[Collected data entries]
○ ○ ○ ○ ○ ○ ○
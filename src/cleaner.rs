//! HTML stripping and whitespace normalization.

use std::sync::OnceLock;

use regex::Regex;

const BLOCK_CLOSE_TAGS: &[&str] = &["p", "div", "section", "article", "li", "tr", "td", "th"];

fn script_style_re() -> &'static Regex {
    static RE: OnceLock<Regex> = OnceLock::new();
    #[allow(clippy::unwrap_used)]
    RE.get_or_init(|| {
        Regex::new(r"(?is)<(script|style)\b[^>]*>.*?</\1>").unwrap()
    })
}

fn br_re() -> &'static Regex {
    static RE: OnceLock<Regex> = OnceLock::new();
    #[allow(clippy::unwrap_used)]
    RE.get_or_init(|| Regex::new(r"(?i)<br\s*/?>").unwrap())
}

fn block_close_re() -> &'static Regex {
    static RE: OnceLock<Regex> = OnceLock::new();
    #[allow(clippy::unwrap_used)]
    RE.get_or_init(|| {
        let mut tags: Vec<String> = BLOCK_CLOSE_TAGS.to_vec().into_iter().map(String::from).collect();
        tags.extend(["h1", "h2", "h3", "h4", "h5", "h6"].iter().map(|s| (*s).to_string()));
        let alternation = tags.join("|");
        Regex::new(&format!(r"(?i)</({alternation})\s*>")).unwrap()
    })
}

fn tag_re() -> &'static Regex {
    static RE: OnceLock<Regex> = OnceLock::new();
    #[allow(clippy::unwrap_used)]
    RE.get_or_init(|| Regex::new(r"<[^>]+>").unwrap())
}

/// Strip HTML markup from `raw`, decode entities, and normalize whitespace
/// while preserving logical line breaks, so downstream stages (splitter,
/// semantic extractor) see one job-relevant line per output line.
pub fn clean(raw: &str) -> String {
    let no_scripts = script_style_re().replace_all(raw, "");
    let with_line_breaks = br_re().replace_all(&no_scripts, "\n");
    let with_block_breaks = block_close_re().replace_all(&with_line_breaks, "\n");
    let no_tags = tag_re().replace_all(&with_block_breaks, "");
    let decoded = html_escape::decode_html_entities(&no_tags);
    let normalized_newlines = decoded.replace("\r\n", "\n").replace('\r', "\n");

    normalized_newlines
        .lines()
        .map(collapse_whitespace)
        .filter(|l| !l.is_empty())
        .collect::<Vec<_>>()
        .join("\n")
}

fn collapse_whitespace(line: &str) -> String {
    static WS: OnceLock<Regex> = OnceLock::new();
    #[allow(clippy::unwrap_used)]
    let re = WS.get_or_init(|| Regex::new(r"[ \t\u{3000}]+").unwrap());
    re.replace_all(line.trim(), " ").trim().to_string()
}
○ ○ ○ ○ ○ ○ ○
Problem description – An exact copy of the line containing "fn collapse_whitespace(line: &str)" and all lines after it, through the last line of the entries, is the required answer.

Answer box –
fn collapse_whitespace(line: &str) -> String {
    static WS: OnceLock<Regex> = OnceLock::new();
    #[allow(clippy::unwrap_used)]
    let re = WS.get_or_init(|| Regex::new(r"[ \t\u{3000}]+").unwrap());
    re.replace_all(line.trim(), " ").trim().to_string()
}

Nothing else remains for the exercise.